The National Journal / Greenwire & AZ Republic / Daily Sun Problems

As I’ve said on several occasions here and elsewhere, the major problem with global warming believers’ enslavement to the “reposition global warming as theory rather than fact” phrase is that it is not in any way proof of an arrangement between between skeptics and industry officials involving payments made for false climate assessments. Besides the way it crumbles apart under hard scrutiny, other associated narratives tied to it fall apart the same way. Such as this one, involving the one and only time where Ross Gelbspan himself mentions anything about the situation surrounding the initial appearance of the “reposition global warming” phrase:

The ICE program was discontinued when it was exposed by a trade paper, The Energy Daily, as well as by The National JournalThe Arizona Republic and The New York Times.

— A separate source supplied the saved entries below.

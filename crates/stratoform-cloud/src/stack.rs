//! Desired-state resource graph
//!
//! Providers register resources here instead of calling cloud APIs. The graph
//! keeps registration order, explicit `dependsOn` edges, data-source invokes,
//! secret config declarations and exported outputs. The engine computes
//! ordering, diffing and apply from it.

use crate::error::{CloudError, Result};
use crate::output::{Output, Properties};
use std::collections::{BTreeMap, HashMap};

/// Handle to a registered resource or invoke result
#[derive(Debug, Clone, PartialEq, Eq, Hash)]
pub struct ResourceRef {
    name: String,
    token: String,
}

impl ResourceRef {
    /// Logical name in the program
    pub fn name(&self) -> &str {
        &self.name
    }

    /// Type token (resource type or invoked function)
    pub fn token(&self) -> &str {
        &self.token
    }

    /// Provider-assigned ID
    pub fn id(&self) -> Output {
        self.attr("id")
    }

    /// Attribute reference, resolved by the engine
    pub fn attr(&self, property: &str) -> Output {
        Output::reference(&self.name, Some(property))
    }
}

/// Resource options
#[derive(Debug, Clone, Default)]
pub struct ResourceOptions {
    pub depends_on: Vec<ResourceRef>,
}

impl ResourceOptions {
    pub fn new() -> Self {
        Self::default()
    }

    /// Options with explicit dependencies
    pub fn depends_on<'a, I>(resources: I) -> Self
    where
        I: IntoIterator<Item = &'a ResourceRef>,
    {
        Self {
            depends_on: resources.into_iter().cloned().collect(),
        }
    }
}

/// A registered resource
#[derive(Debug, Clone, PartialEq)]
pub struct Resource {
    pub name: String,
    pub token: String,
    pub properties: Properties,
    pub depends_on: Vec<String>,
}

/// A data-source function call whose result is referenced by resources
#[derive(Debug, Clone, PartialEq)]
pub struct Invoke {
    pub name: String,
    pub function: String,
    pub arguments: Properties,
}

/// A config value the program expects from the stack settings
#[derive(Debug, Clone, PartialEq, Eq)]
pub struct ConfigDecl {
    pub key: String,
    pub secret: bool,
}

/// Resource graph of one stack
#[derive(Debug, Clone, Default)]
pub struct Stack {
    project: String,
    stack: String,
    resources: Vec<Resource>,
    index: HashMap<String, usize>,
    invokes: Vec<Invoke>,
    config: Vec<ConfigDecl>,
    outputs: BTreeMap<String, Output>,
}

impl Stack {
    pub fn new(project: impl Into<String>, stack: impl Into<String>) -> Self {
        Self {
            project: project.into(),
            stack: stack.into(),
            ..Default::default()
        }
    }

    pub fn project(&self) -> &str {
        &self.project
    }

    pub fn stack_name(&self) -> &str {
        &self.stack
    }

    /// Register a resource and return its handle
    pub fn register(
        &mut self,
        token: &str,
        name: &str,
        properties: Properties,
        options: ResourceOptions,
    ) -> Result<ResourceRef> {
        self.claim_name(name)?;

        let mut depends_on: Vec<String> = Vec::with_capacity(options.depends_on.len());
        for dep in options.depends_on {
            if !self.index.contains_key(&dep.name) {
                return Err(CloudError::InvalidConfig(format!(
                    "{} depends on unregistered resource {}",
                    name, dep.name
                )));
            }
            if !depends_on.contains(&dep.name) {
                depends_on.push(dep.name);
            }
        }

        tracing::debug!(token, name, deps = depends_on.len(), "Registering resource");

        self.index.insert(name.to_string(), self.resources.len());
        self.resources.push(Resource {
            name: name.to_string(),
            token: token.to_string(),
            properties,
            depends_on,
        });

        Ok(ResourceRef {
            name: name.to_string(),
            token: token.to_string(),
        })
    }

    /// Declare a data-source invoke; its result is referenced like a resource
    pub fn invoke(&mut self, name: &str, function: &str, arguments: Properties) -> Result<ResourceRef> {
        if self.invokes.iter().any(|i| i.name == name) {
            return Err(CloudError::ResourceAlreadyExists(name.to_string()));
        }
        self.claim_name(name)?;

        tracing::debug!(function, name, "Declaring invoke");
        self.invokes.push(Invoke {
            name: name.to_string(),
            function: function.to_string(),
            arguments,
        });

        Ok(ResourceRef {
            name: name.to_string(),
            token: function.to_string(),
        })
    }

    /// Reference a secret stack setting by its namespaced key, e.g. `config:userpass`
    pub fn secret_config(&mut self, key: &str) -> Output {
        if !self.config.iter().any(|c| c.key == key) {
            self.config.push(ConfigDecl {
                key: key.to_string(),
                secret: true,
            });
        }
        Output::config(key)
    }

    /// Export a named stack output; re-exporting a name replaces it
    pub fn export(&mut self, name: &str, value: impl Into<Output>) {
        self.outputs.insert(name.to_string(), value.into());
    }

    pub fn resource(&self, name: &str) -> Option<&Resource> {
        self.index.get(name).map(|&i| &self.resources[i])
    }

    /// Resources in registration order
    pub fn resources(&self) -> &[Resource] {
        &self.resources
    }

    /// Resources of one type, in registration order
    pub fn resources_of_type<'a>(&'a self, token: &'a str) -> impl Iterator<Item = &'a Resource> {
        self.resources.iter().filter(move |r| r.token == token)
    }

    pub fn invokes(&self) -> &[Invoke] {
        &self.invokes
    }

    pub fn config_decls(&self) -> &[ConfigDecl] {
        &self.config
    }

    pub fn outputs(&self) -> &BTreeMap<String, Output> {
        &self.outputs
    }

    pub fn output(&self, name: &str) -> Option<&Output> {
        self.outputs.get(name)
    }

    pub fn is_empty(&self) -> bool {
        self.resources.is_empty() && self.invokes.is_empty() && self.outputs.is_empty()
    }

    fn claim_name(&self, name: &str) -> Result<()> {
        validate_name(name)?;
        if self.index.contains_key(name) || self.invokes.iter().any(|i| i.name == name) {
            return Err(CloudError::ResourceAlreadyExists(name.to_string()));
        }
        Ok(())
    }
}

fn is_reserved(c: char) -> bool {
    c.is_whitespace() || matches!(c, '.' | '$' | '{' | '}')
}

/// Program key for a name taken from the template
///
/// Cloud names such as `logs.example.com` are fine as property values but a
/// `.` would split a `${name.attr}` reference, so reserved characters become
/// `-`. The literal value stays in the resource properties.
pub fn logical_name(value: &str) -> String {
    value
        .chars()
        .map(|c| if is_reserved(c) { '-' } else { c })
        .collect()
}

/// Logical names become interpolation targets and must stay unambiguous
fn validate_name(name: &str) -> Result<()> {
    if name.is_empty() {
        return Err(CloudError::InvalidConfig(
            "resource name must not be empty".to_string(),
        ));
    }
    if let Some(c) = name.chars().find(|c| is_reserved(*c)) {
        return Err(CloudError::InvalidConfig(format!(
            "resource name {:?} contains {:?}",
            name, c
        )));
    }
    Ok(())
}
//! Lambda function with a public function URL

use crate::iam::RoleKind;
use crate::provider::{AwsProvider, require};
use stratoform_cloud::{
    CloudError, Instruction, Output, Properties, ResourceOptions, Result, Stack, logical_name,
    project_path,
};

const FUNCTION: &str = "aws:lambda:Function";
const FUNCTION_URL: &str = "aws:lambda:FunctionUrl";
const ARCHIVE_FILE: &str = "archive:getFile";

impl AwsProvider {
    pub(crate) fn register_lambda(&mut self, stack: &mut Stack) -> Result<()> {
        let instruction = Instruction::CreateFunction;
        let stream = require(&self.stream, instruction, "a Firehose delivery stream (createStream)")?;
        let role = self.require_role(RoleKind::LambdaFirehose, instruction)?;

        let function = &self.config.function;
        let source = function.build.source.as_ref().ok_or_else(|| {
            CloudError::InvalidConfig("function.build.source is required on aws".to_string())
        })?;

        let source_dir = project_path(&self.root, &source.zip);
        let output_path = project_path(&self.root, &source.output_path);

        // Hash of the packaged sources, so code changes are picked up
        let archive = stack.invoke(
            &logical_name(&format!("{}-archive", function.name)),
            ARCHIVE_FILE,
            Properties::new()
                .with("type", "zip")
                .with("sourceDir", &source_dir)
                .with("outputPath", &output_path),
        )?;

        let mut variables: Properties = function.build.envs.iter().collect();
        variables.set("firehose_name", stream.attr("name"));

        let lambda = stack.register(
            FUNCTION,
            &logical_name(&function.name),
            Properties::new()
                .with("code", Output::file_archive(&output_path))
                .with("name", &function.name)
                .with("role", role.attr("arn"))
                .with("handler", &function.build.handler)
                .with("runtime", &function.build.runtime)
                .with("sourceCodeHash", archive.attr("outputBase64sha256"))
                .with("environment", Properties::new().with("variables", variables)),
            ResourceOptions::depends_on([&stream]),
        )?;

        let url = stack.register(
            FUNCTION_URL,
            &logical_name(&format!("{}-url", function.name)),
            Properties::new()
                .with("functionName", &function.name)
                .with("authorizationType", &function.auth)
                .with(
                    "cors",
                    Properties::new()
                        .with("allowCredentials", true)
                        .with("allowOrigins", Output::strings(["*"]))
                        .with("allowMethods", Output::strings(["*"])),
                ),
            ResourceOptions::depends_on([&lambda]),
        )?;
        stack.export("lambda_function_url", url.attr("functionUrl"));

        tracing::info!(function = %function.name, "Lambda function registered");
        Ok(())
    }
}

Finding the July 8, 1991 NY Times article he mentions was easy when I first started digging into this whole mess, and it propelled me to dig further since it contradicted assertions (such as this one and this one) that Gelbspan was the first person to expose the phrase. But I wasted quite a bit of time trying to find articles from that same time period in 1991 at the National Journal and AZ Republic.

The clue to those being dead ends came from an obscure book chapter written by science historian Naomi Oreskes’. Her footnote #12 for the “reposition global warming” says (bold emphasis mine),

… The advertising campaign attracted some negative press attention, see: “O’Driscoll 1991a and 1991b; Wald 1991; and The Arizona Daily Sun 1991. Greenwire, an environmentally oriented news service, suggested that information had been leaked by industry executives … such as the president of Arizona Public Utilities, who felt that the issue was too complex to be dealt with in a “slick ad campaign” (Greenwire 1991)

The July 8, 1991 NY Times article by Matt Wald confirms not only the name of the Arizona newspaper being the Daily Sun, it also repeats what Oreskes said about Geenwire’s wording of a “slick ad campaign” ….. which happens to be what the AZ Daily Sun said first. But neither the NYT nor the AZ Daily Sun speculated that the ICE memos were ‘leaked by industry executives’.

So, that speculation only comes from Greenwire, which Oreskes describes elsewhere in her book chapter’s Bibliography section as “Inside Track: Sowing the Seeds of Doubt in the Greenhouse. Greenwire, June 19, 1991.” (I haven’t found a copy at the present time.)

According to the Society of Environmental Journalists, Greenwire was founded in May 1991 by Phil Shabecoff and was published by the American Political Network (APN). Shabecoff spoke of his effort as an event that happened shortly after he quit reporting for the NY Times, (full text here) which apparently arose out of concern from his superiors that he had “grown too close to my sources in the environmental movement“. The National Journal acquired APN right around the time Gelbspan was rising to prominence, and perhaps that is why he stated that the ICE memos were exposed by the National Journal.

Intriguing how Gelbspan is currently Facebook Friends with Phil Shabecoff, considering it essentially was Shabecoff who was arguably the most prominent reporter to first publicize the ICE memos and the the “reposition global warming” phrase.

But there’s more, I could probably double or triple the length of this blog post describing additional problems with what might have prompted Gelbspan to make the AZ Republic / Daily Sun error, along with more of his ties to Phil Shabecoff, and with significantly more troubling problems concerning Naomi Oreskes’ association with this whole thing. Plus, Greenwire’s hint about ICE campaign memos being ‘leaked by industry executives’ begs for deeper investigation instead of being a straightforward story detail.

But that will have to wait for other posts, while the basic point comes down to this:  no matter which angle Gelbspan’s accusation against skeptic climate scientists is viewed, it is full of holes.